CAFTA, NAFTA and living in rural Alabama
Published 12:00 am Friday, August 5, 2005
For the most part, it’s easy to spot the one-story metal buildings.
You don’t see them from the interstate because they’re not there.
Instead, you need to go to Red Level, Andalusia, Florala and Opp and hundreds of other rural hamlets.
These were apparel plants.
Home of Judy Bond blouses and Liz Claiborne pants and Van Heusen shirts.
Home to thousands of jobs now gone to places we can’t pronounce or spell.
Between 1990 and 2002, Alabama lost 54,900 manufacturing jobs-41,200 of them in apparel.

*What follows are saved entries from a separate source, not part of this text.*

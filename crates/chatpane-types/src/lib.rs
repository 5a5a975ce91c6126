pub mod config;
pub mod config_manager;
pub mod error;
pub mod events;
pub mod model;

pub use config::{
    Config, DEFAULT_MAX_MESSAGE_LENGTH, DEFAULT_TEXT_WIDTH_PX, DEFAULT_WRAP_COLUMNS, ImageBounds,
};
pub use error::{ChatError, DecodeError};
pub use events::ChatEvent;
pub use model::{Conversation, ConversationId, Message, MessageId};
use std::path::Path;
use std::sync::{Arc, Mutex, MutexGuard};

use chatpane_event_bus::{EventHub, Subscription, UiContext};
use chatpane_services::{ChatService, ConversationStore};
use chatpane_types::{ChatError, Config, Conversation, ConversationId, Message};

use super::sample_data::seed_sample_data;
use super::selection::ConversationSelectionCoordinator;
use crate::panels::{HistoryPanel, SenderPanel};
use crate::rendering::MessageRenderer;

/// Which of the two sender panels
#[derive(Debug, Clone, Copy, PartialEq, Eq)]
pub enum Side {
    Left,
    Right,
}

impl std::fmt::Display for Side {
    fn fmt(&self, f: &mut std::fmt::Formatter<'_>) -> std::fmt::Result {
        match self {
            Side::Left => write!(f, "left"),
            Side::Right => write!(f, "right"),
        }
    }
}

/// Two sender panels and a shared history panel bound to one store.
///
/// Cheap to share: all panel state sits behind its own lock, so an
/// `Arc<ChatApp>` can be captured by UI tasks.
pub struct ChatApp {
    config: Config,
    store: Arc<ChatService>,
    left: Arc<Mutex<SenderPanel>>,
    right: Arc<Mutex<SenderPanel>>,
    history: Arc<Mutex<HistoryPanel>>,
    coordinator: ConversationSelectionCoordinator,
    _history_subscription: Subscription,
}

impl ChatApp {
    /// Build the application on the calling thread, which becomes the UI thread
    pub fn new(config: Config) -> Result<Self, ChatError> {
        Self::with_event_hub(config, EventHub::new())
    }

    pub fn with_event_hub(config: Config, event_hub: EventHub) -> Result<Self, ChatError> {
        let store = Arc::new(
            ChatService::new(event_hub).with_max_message_length(config.max_message_length),
        );
        let shared: Arc<dyn ConversationStore> = store.clone();

        let left = Arc::new(Mutex::new(SenderPanel::new(
            "Left Panel",
            config.left_user.clone(),
            shared.clone(),
            config.preview,
        )));
        let right = Arc::new(Mutex::new(SenderPanel::new(
            "Right Panel",
            config.right_user.clone(),
            shared.clone(),
            config.preview,
        )));
        let history = Arc::new(Mutex::new(HistoryPanel::new(
            shared.clone(),
            MessageRenderer::from_config(&config),
        )));
        let history_subscription = HistoryPanel::subscribe(&history, store.event_hub());

        let coordinator = ConversationSelectionCoordinator::new(shared);
        coordinator.register(left.clone());
        coordinator.register(right.clone());
        coordinator.register(history.clone());

        let app = Self {
            config,
            store,
            left,
            right,
            history,
            coordinator,
            _history_subscription: history_subscription,
        };

        if app.config.seed_sample_data {
            seed_sample_data(app.store.as_ref())?;
            app.select_first()?;
        }

        log::info!(
            "Chat application ready with {} conversations",
            app.store.all_conversations().len()
        );
        Ok(app)
    }

    pub fn config(&self) -> &Config {
        &self.config
    }

    pub fn store(&self) -> &Arc<ChatService> {
        &self.store
    }

    pub fn event_hub(&self) -> &EventHub {
        self.store.event_hub()
    }

    pub fn ui_context(&self) -> &UiContext {
        self.event_hub().ui_context()
    }

    pub fn sender(&self, side: Side) -> &Arc<Mutex<SenderPanel>> {
        match side {
            Side::Left => &self.left,
            Side::Right => &self.right,
        }
    }

    pub fn history(&self) -> &Arc<Mutex<HistoryPanel>> {
        &self.history
    }

    pub fn coordinator(&self) -> &ConversationSelectionCoordinator {
        &self.coordinator
    }

    pub fn current_conversation(&self) -> Option<ConversationId> {
        self.coordinator.current()
    }

    /// Selector labels in creation order, e.g. `General Chat (#1)`
    pub fn conversation_labels(&self) -> Vec<String> {
        self.store
            .all_conversations()
            .iter()
            .map(Conversation::display_label)
            .collect()
    }

    pub fn select(&self, conversation_id: Option<ConversationId>) -> Result<(), ChatError> {
        self.coordinator.select(conversation_id)
    }

    /// Select the oldest conversation, if any
    pub fn select_first(&self) -> Result<(), ChatError> {
        match self.store.all_conversations().first() {
            Some(first) => self.select(Some(first.id)),
            None => Ok(()),
        }
    }

    /// Re-read the conversation list and keep the current selection
    pub fn refresh_conversations(&self) -> Result<Vec<String>, ChatError> {
        self.coordinator.refresh_selection()?;
        Ok(self.conversation_labels())
    }

    /// Create a conversation and select it
    pub fn create_conversation(
        &self,
        name: &str,
        participants: Vec<String>,
    ) -> Result<Conversation, ChatError> {
        let conversation = self.store.create_conversation(name, participants);
        self.select(Some(conversation.id))?;
        Ok(conversation)
    }

    /// Send `text` plus any staged image from one sender panel
    pub fn send(&self, side: Side, text: &str) -> Result<Message, ChatError> {
        let mut panel = lock(self.sender(side));
        panel.set_input(text);
        panel.send()
    }

    /// Stage an image file on one sender panel, returning its label
    pub fn attach_file(&self, side: Side, path: &Path) -> Result<String, ChatError> {
        let mut panel = lock(self.sender(side));
        let staged = panel.attach_file(path)?;
        Ok(format!(
            "{} ({}x{} preview)",
            staged.label, staged.preview.width, staged.preview.height
        ))
    }

    pub fn detach(&self, side: Side) {
        lock(self.sender(side)).clear_attachment();
    }

    pub fn set_user_name(&self, side: Side, user_name: &str) {
        lock(self.sender(side)).set_user_name(user_name);
    }

    pub fn history_text(&self) -> String {
        lock(&self.history).to_plain_text()
    }
}

pub(crate) fn lock<T: ?Sized>(mutex: &Mutex<T>) -> MutexGuard<'_, T> {
    mutex.lock().unwrap_or_else(|e| e.into_inner())
}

For most Alabamians, these numbers mean no more than the Monday newspaper report of how many folks were killed on our highways the weekend before.
They’re just numbers without faces.
Just like someone who ran off the road in Lauderdale County and gets written about in the Dothan Eagle.

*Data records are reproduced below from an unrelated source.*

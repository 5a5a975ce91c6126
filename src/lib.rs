pub mod app;
pub mod panels;
pub mod rendering;

pub use app::{ChatApp, ConversationSelectionCoordinator, Side, seed_sample_data};
pub use chatpane_event_bus::{EventHub, Subscription, UiContext};
pub use chatpane_services::{ChatService, ConversationStore};
pub use chatpane_types::{
    ChatError, Config, Conversation, ConversationId, DecodeError, ImageBounds, Message, MessageId,
    config_manager,
};
pub use panels::{AttachmentStaging, ConversationView, HistoryPanel, SenderPanel};
pub use rendering::{ImageScaler, MessageRenderer, RenderedAttachment, RenderedBlock};

use tracing::level_filters::LevelFilter;
use tracing_subscriber::{layer::SubscriberExt as _, util::SubscriberInitExt as _};

/// Install the global log subscriber. `RUST_LOG` overrides the default level.
///
/// Output goes to stderr so it does not mix with the shell transcript.
pub fn init_logging() {
    let filter = tracing_subscriber::EnvFilter::builder()
        .with_default_directive(LevelFilter::WARN.into())
        .from_env_lossy();

    let result = tracing_subscriber::registry()
        .with(tracing_subscriber::fmt::layer().with_writer(std::io::stderr))
        .with(filter)
        .try_init();
    if let Err(e) = result {
        eprintln!("Failed to initialize logging: {}", e);
    }
}
use serde::{Deserialize, Serialize};

pub const DEFAULT_WRAP_COLUMNS: usize = 40;
pub const DEFAULT_TEXT_WIDTH_PX: u32 = 250;
pub const DEFAULT_MAX_MESSAGE_LENGTH: usize = 10_000;

/// Maximum box an image is scaled down into
#[derive(Debug, Clone, Copy, PartialEq, Eq, Deserialize, Serialize)]
pub struct ImageBounds {
    pub max_width: u32,
    pub max_height: u32,
}

impl ImageBounds {
    pub const fn new(max_width: u32, max_height: u32) -> Self {
        Self {
            max_width,
            max_height,
        }
    }

    /// Bounds for thumbnails in the conversation history
    pub const fn thumbnail() -> Self {
        Self::new(300, 200)
    }

    /// Bounds for the attachment preview in a sender panel
    pub const fn preview() -> Self {
        Self::new(80, 50)
    }
}

#[derive(Debug, Clone, Deserialize, Serialize)]
pub struct Config {
    /// Default user name of the left sender panel
    #[serde(default = "default_left_user")]
    pub left_user: String,
    /// Default user name of the right sender panel
    #[serde(default = "default_right_user")]
    pub right_user: String,
    #[serde(default = "ImageBounds::thumbnail")]
    pub thumbnail: ImageBounds,
    #[serde(default = "ImageBounds::preview")]
    pub preview: ImageBounds,
    /// Display columns message bodies are wrapped at
    #[serde(default = "default_wrap_columns")]
    pub wrap_columns: usize,
    /// Fixed pixel width of the message body markup
    #[serde(default = "default_text_width_px")]
    pub text_width_px: u32,
    /// Longer message text is truncated by the store (in characters)
    #[serde(default = "default_max_message_length")]
    pub max_message_length: usize,
    /// Create the "General Chat" and "Random" conversations on startup
    #[serde(default = "default_true")]
    pub seed_sample_data: bool,
}

impl Default for Config {
    fn default() -> Self {
        Self {
            left_user: default_left_user(),
            right_user: default_right_user(),
            thumbnail: ImageBounds::thumbnail(),
            preview: ImageBounds::preview(),
            wrap_columns: DEFAULT_WRAP_COLUMNS,
            text_width_px: DEFAULT_TEXT_WIDTH_PX,
            max_message_length: DEFAULT_MAX_MESSAGE_LENGTH,
            seed_sample_data: true,
        }
    }
}

fn default_left_user() -> String {
    "Alice".to_string()
}

fn default_right_user() -> String {
    "Bob".to_string()
}

fn default_wrap_columns() -> usize {
    DEFAULT_WRAP_COLUMNS
}

fn default_text_width_px() -> u32 {
    DEFAULT_TEXT_WIDTH_PX
}

fn default_max_message_length() -> usize {
    DEFAULT_MAX_MESSAGE_LENGTH
}

fn default_true() -> bool {
    true
}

Except Margaret Megginson thinks she’s more than just a number.
As were the 400 people who once worked with her at her last job in Thomasville.
She grew up in west Alabama when Elvis and Jerry Lee Lewis were ushering in a new wave of music and Saturday night meant a trip to the drive-in.
As she says, “All I ever wanted to do was be a housewife and a mother.”
She was already married when she graduated third in her high school class in 1962.
Instead of accepting a college scholarship, she found a job at an apparel plant in Grove Hill.
She was still 17.
“It was the only work available,” she recalls, “But it was a living wage.”
Through 37 years of marriage Margaret was never very far from a sewing machine.
“There was always a sewing plant not far away and if you were willing to work hard, they were glad to have you,” she says.
She was good at what she did, whether it was operating a machine, training others or in product development.
She is proud of what she did and the people she worked with.
“People tend to think of working in a factory as unskilled labor,” she says.
“But it takes a lot of skill and knowledge.”
And she feels strongly about all those like her who have lost their jobs.
“There is no such thing as just a factory worker”, she says.
She worked in Grove Hill, Linden, Toxey, Demopolis, Thomasville.
But slowly and surely, the plants closed their doors and parking lots filled with sandspurs and crabgrass instead of pickups and sedans.
Her husband died in 1999 at age 57, leaving Margaret and five children to cope with a changing economy and a changing way of life.
Her last job ended on Sept. 30, 2004.
She was one of only 11 employees left to walk out the door for the last time that Thursday afternoon.
Instead of Elvis and Jerry Lee, now we have NAFTA and CAFTA.
While President Bush tells the nation how we’re rebuilding roads and schools in Iraq, Margaret tries to get by on a monthly social security check of $759.
Her savings gone, her heath insurance is $300 a month and medicines for
degenerative arthritis and fibromyalgia take another $150.
She can earn up to $11,600 annually to supplement social security-if she can find a job that is not too physically demanding.
Margaret recently sent an email to key members of Governor Riley’s staff.
She spoke poignantly about her life and the circumstances she now faces.
She spoke about her concern for the rural region she has always called home.
She spoke for all the other “Margarets” who once stitched sleeves and pulled samples and made patterns.
She asked that the governor put rural Alabama on the agenda for the special session.
That in some small way, the people who have made the clothes for our backs, the lumber for our houses, the food for our tables, not continue to be forgotten.
She got a reply saying that the special session would be limited to “urgent” items.
Her response?
“Evidently whoever wrote me back is not trying to live on $759 a month.”
Larry Lee is a member of Governor Riley’s Black Belt Action Commission.